Furthermore, “the IRS said its email backup tapes had been “recycled” under the standard policy, insisting no backup of the lost messages existed.

That turned out to be false: The IRS inspector general that summer located backup tapes of Lerner’s emails. And though Koskinen at the time vowed his top people were trying to find out if there was any recoverable data, IT employees overseeing the tapes told the IG that no top-level IRS employees had even asked if such copies existed.

Duval has testified that she did not know the email preservation tapes even existed, telling Oversight investigators the IT chiefs informed her there were no backup tapes — and she had no reason to question their expertise.”

Rep. Jordan further outlined the frustration with Duval’s management, suggesting a “common pattern”: “Duval hasn’t been clear about important details in the investigations. She knew there were important gaps in Lerner’s email records for months and did not tell Congress, Jordan said — just as State did not tell the Benghazi panel for months that Clinton had exclusively used her personal account for work.”

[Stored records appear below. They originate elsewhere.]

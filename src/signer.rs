//! HS256 signing of user authentication tokens

use crate::error::Result;
use crate::types::UserClaims;
use crate::validation::validate_user_id;
use chrono::{Duration, Utc};
use jsonwebtoken::{encode, Algorithm, EncodingKey, Header};

/// Lifetime of a user authentication token
pub const TOKEN_TTL_HOURS: i64 = 24;

/// Signs user authentication tokens with the instance secret key
#[derive(Clone)]
pub struct Signer {
    encoding_key: EncodingKey,
    issuer: String,
}

impl Signer {
    /// Create a new signer for an instance
    ///
    /// # Arguments
    /// * `instance_id` - Instance the tokens are issued for
    /// * `secret_key` - Instance secret key, used as the HMAC key
    pub fn new(instance_id: &str, secret_key: &str) -> Self {
        Self {
            encoding_key: EncodingKey::from_secret(secret_key.as_bytes()),
            issuer: format!("https://{instance_id}.pushnotifications.pusher.com"),
        }
    }

    /// Issuer claim placed in every token
    pub fn issuer(&self) -> &str {
        &self.issuer
    }

    /// Build the claim set for a user id, expiring 24 hours from now
    pub fn claims_for(&self, user_id: &str) -> UserClaims {
        UserClaims {
            sub: user_id.to_string(),
            exp: (Utc::now() + Duration::hours(TOKEN_TTL_HOURS)).timestamp(),
            iss: self.issuer.clone(),
        }
    }

    /// Sign a token proving that `user_id` may receive notifications
    /// addressed to it
    ///
    /// Returns a compact JWT: `header.claims.signature`, each segment
    /// base64url encoded.
    pub fn sign_user_token(&self, user_id: &str) -> Result<String> {
        validate_user_id(user_id)?;

        let claims = self.claims_for(user_id);
        let token = encode(&Header::new(Algorithm::HS256), &claims, &self.encoding_key)?;

        Ok(token)
    }
}
//! Push Notifications Rust Client
//!
//! A server-side client for the push notifications publish API: publish a
//! payload to devices subscribed to interests or to authenticated users, and
//! issue signed tokens that let a user id receive notifications.

pub mod client;
pub mod config;
pub mod error;
pub mod request;
pub mod signer;
pub mod transport;
pub mod types;
pub mod validation;

pub use client::{PushNotifications, PushNotificationsClient};
pub use config::ClientConfig;
pub use error::{ClientError, Result, TransportError};
pub use signer::Signer;
pub use transport::{HttpRequest, HttpResponse, ReqwestTransport, Transport};
pub use types::{Payload, UserClaims};
//! Input validation for interests and user ids
//!
//! Every check runs before a request is built, so a failure here never
//! touches the network.

use crate::error::{ClientError, Result};
use once_cell::sync::Lazy;
use regex::Regex;

pub const MAX_INTERESTS: usize = 10;
pub const MAX_INTEREST_LENGTH: usize = 164;
pub const MAX_USER_IDS: usize = 1000;
pub const MAX_USER_ID_LENGTH: usize = 164;

static INTEREST_PATTERN: Lazy<Regex> =
    Lazy::new(|| Regex::new(r"^[a-zA-Z0-9_\-=@,.;]+$").expect("interest pattern is valid"));

/// Check a list of interests, stopping at the first violation.
pub fn validate_interests<I: AsRef<str>>(interests: &[I]) -> Result<Vec<String>> {
    if interests.is_empty() {
        return Err(ClientError::Validation(
            "No interests were supplied".to_string(),
        ));
    }

    if interests.len() > MAX_INTERESTS {
        return Err(ClientError::Validation(format!(
            "Too many interests supplied ({}): API only supports up to {MAX_INTERESTS}",
            interests.len()
        )));
    }

    let mut validated = Vec::with_capacity(interests.len());
    for interest in interests {
        let interest = interest.as_ref();

        if interest.is_empty() {
            return Err(ClientError::Validation(
                "An empty interest name is not valid".to_string(),
            ));
        }

        if interest.len() > MAX_INTEREST_LENGTH {
            return Err(ClientError::Validation(format!(
                "Interest length is {} which is over {MAX_INTEREST_LENGTH} characters",
                interest.len()
            )));
        }

        if !INTEREST_PATTERN.is_match(interest) {
            return Err(ClientError::Validation(format!(
                "Interest `{interest}` contains a forbidden character: \
                 allowed characters are ASCII upper/lower-case letters, numbers or one of _-=@,.;"
            )));
        }

        validated.push(interest.to_string());
    }

    Ok(validated)
}

/// Check a list of user ids, stopping at the first violation.
///
/// Ids are taken as raw bytes so that non-UTF-8 input can be reported by
/// index. Lengths are measured in bytes.
pub fn validate_user_ids<U: AsRef<[u8]>>(user_ids: &[U]) -> Result<Vec<String>> {
    if user_ids.is_empty() {
        return Err(ClientError::Validation(
            "Must supply at least one user id".to_string(),
        ));
    }

    if user_ids.len() > MAX_USER_IDS {
        return Err(ClientError::Validation(format!(
            "Too many user ids supplied. API supports up to {MAX_USER_IDS}, got {}",
            user_ids.len()
        )));
    }

    let mut validated = Vec::with_capacity(user_ids.len());
    for (index, user_id) in user_ids.iter().enumerate() {
        let bytes = user_id.as_ref();

        if bytes.is_empty() {
            return Err(ClientError::Validation(
                "Empty user ids are not valid".to_string(),
            ));
        }

        if bytes.len() > MAX_USER_ID_LENGTH {
            return Err(ClientError::Validation(format!(
                "User Id ('{}') length too long (expected fewer than {} characters, got {})",
                String::from_utf8_lossy(bytes),
                MAX_USER_ID_LENGTH + 1,
                bytes.len()
            )));
        }

        let user_id = std::str::from_utf8(bytes).map_err(|_| {
            ClientError::Validation(format!("User Id at index {index} is not valid utf8"))
        })?;

        validated.push(user_id.to_string());
    }

    Ok(validated)
}

/// Check a single user id before it is signed into a token.
pub fn validate_user_id(user_id: &str) -> Result<()> {
    if user_id.is_empty() {
        return Err(ClientError::Validation(
            "User Id cannot be empty".to_string(),
        ));
    }

    if user_id.len() > MAX_USER_ID_LENGTH {
        return Err(ClientError::Validation(format!(
            "User Id ('{user_id}') length too long (expected fewer than {} characters, got {})",
            MAX_USER_ID_LENGTH + 1,
            user_id.len()
        )));
    }

    Ok(())
}
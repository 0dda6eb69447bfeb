//! Publish example
//!
//! Usage:
//!   PUSHER_INSTANCE_ID=... PUSHER_SECRET_KEY=... cargo run --example publish

use push_notifications::{ClientConfig, PushNotifications, PushNotificationsClient};
use serde_json::json;

#[tokio::main]
async fn main() -> Result<(), Box<dyn std::error::Error>> {
    // Initialize logging
    tracing_subscriber::fmt::init();

    let config = ClientConfig::from_env()?;
    let interest = std::env::var("PUSHER_INTEREST").unwrap_or_else(|_| "hello".to_string());
    let user_id = std::env::var("PUSHER_USER_ID").unwrap_or_else(|_| "user-001".to_string());

    println!("=== Push Notifications Rust Client Example ===");
    println!("Instance: {}", config.instance_id);
    println!("Interest: {}", interest);
    println!("User: {}", user_id);
    println!();

    let client = PushNotificationsClient::with_config(config)?;

    let payload = json!({
        "apns": {"aps": {"alert": {"title": "Hello", "body": "Hello, world!"}}},
        "fcm": {"notification": {"title": "Hello", "body": "Hello, world!"}},
        "web": {"notification": {"title": "Hello", "body": "Hello, world!"}},
    });

    println!("Publishing to interest '{}'...", interest);
    let publish_id = client.publish_to_interests(&[interest.as_str()], &payload).await?;
    println!("✓ Published! publishId: {}", publish_id);
    println!();

    println!("Publishing to user '{}'...", user_id);
    match client.publish_to_users(&[user_id.as_str()], &payload).await {
        Ok(publish_id) => println!("✓ Published! publishId: {}", publish_id),
        Err(e) if e.is_api() => println!("✗ Rejected by the service: {}", e),
        Err(e) => return Err(e.into()),
    }
    println!();

    let token = client.authenticate_user(&user_id)?;
    println!("✓ Token for '{}': {}...", user_id, &token[..token.len().min(40)]);

    Ok(())
}
//! Wire types for the publish API and user authentication tokens

use serde::{Deserialize, Serialize};

/// Notification payload supplied by the caller, e.g. `{"apns": {...}, "fcm": {...}}`
pub type Payload = serde_json::Map<String, serde_json::Value>;

/// Body of a 200 response from the publish API
#[derive(Debug, Clone, Deserialize)]
#[serde(rename_all = "camelCase")]
pub struct PublishResponse {
    pub publish_id: String,
}

/// Body of any non-200 response from the publish API
///
/// Missing or null fields read as absent rather than failing the decode.
#[derive(Debug, Clone, Default, Deserialize)]
pub struct PublishErrorResponse {
    #[serde(default)]
    pub error: Option<String>,
    #[serde(default)]
    pub description: Option<String>,
}

/// Claims embedded in a user authentication token
#[derive(Debug, Clone, Serialize, Deserialize)]
pub struct UserClaims {
    /// Subject (user id)
    pub sub: String,
    /// Expiration time (Unix timestamp)
    pub exp: i64,
    /// Issuer, `https://{instance_id}.pushnotifications.pusher.com`
    pub iss: String,
}

#[cfg(test)]
mod tests {
    use super::*;

    #[test]
    fn test_publish_response_deserialization() {
        let response: PublishResponse =
            serde_json::from_str(r#"{"publishId":"pub-0123"}"#).unwrap();
        assert_eq!(response.publish_id, "pub-0123");
    }

    #[test]
    fn test_error_response_fields() {
        let response: PublishErrorResponse =
            serde_json::from_str(r#"{"error":"Unauthorized","description":"bad key"}"#).unwrap();
        assert_eq!(response.error.as_deref(), Some("Unauthorized"));
        assert_eq!(response.description.as_deref(), Some("bad key"));
    }

    #[test]
    fn test_error_response_missing_or_null_fields() {
        let response: PublishErrorResponse =
            serde_json::from_str(r#"{"error":"Unauthorized"}"#).unwrap();
        assert_eq!(response.error.as_deref(), Some("Unauthorized"));
        assert!(response.description.is_none());

        let response: PublishErrorResponse =
            serde_json::from_str(r#"{"error":null,"description":null}"#).unwrap();
        assert!(response.error.is_none());
        assert!(response.description.is_none());

        assert!(serde_json::from_str::<PublishErrorResponse>(r#""Bad Gateway""#).is_err());
    }

    #[test]
    fn test_publish_response_requires_publish_id() {
        assert!(serde_json::from_str::<PublishResponse>("{}").is_err());
        assert!(serde_json::from_str::<PublishResponse>(r#"{"publishId":null}"#).is_err());
    }
}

Now the same tactics are being employed with the Benghazi documents, deemed “slow-walking” requests from the investigation committees. A request from last November remains unfulfilled for Clinton’s Libya-related emails and correspondence of her top 10 advisors.

The State Department has pushed back, pointing to the fact that it has “given Benghazi investigators 300 emails from Clinton’s personal account, allowed 21 State witnesses to be questioned and given investigators 40,000 pages of additional documents”, while claiming diligence “to review and publish the 55,000 pages of emails we received from former Secretary Clinton according to [Freedom of Information Act] standards so they are available to the general public and the media.”

However, 60 new Clinton emails regarding Libya, which had not been given to the investigation panel by the State Department, were discovered in a roundabout way — via a subpoena to Clinton’s close friend Sidney Blumenthal. The State Department claimed that Clinton herself did not turn over 15 of the 60 undisclosed emails to the State Department, but the Benghazi Committee pointed to the other 45 which was in the hands of the State Department, yet not disclosed and released to the Committee — which makes one wonder if there are even more emails and documents.

Heads should have been rolling over how the IRS misconduct was handled. Instead, in typical Obama Administration fashion, they are instead anointed and appointed again to lead another despicable government scandal.

The Long-Term Effects of the Obamacare Decision

During oral arguments of the Burwell v Obamacare case before the Supreme Court, the U.S. Solicitor General Donald Verrilli made the case that the “court should defer to the interpretation of the Internal Revenue Service, which said the tax credits apply nationwide.” When the Obamacare decision was announced, it is clear that SCOTUS did apply deference, which was absolutely the worst possible solution.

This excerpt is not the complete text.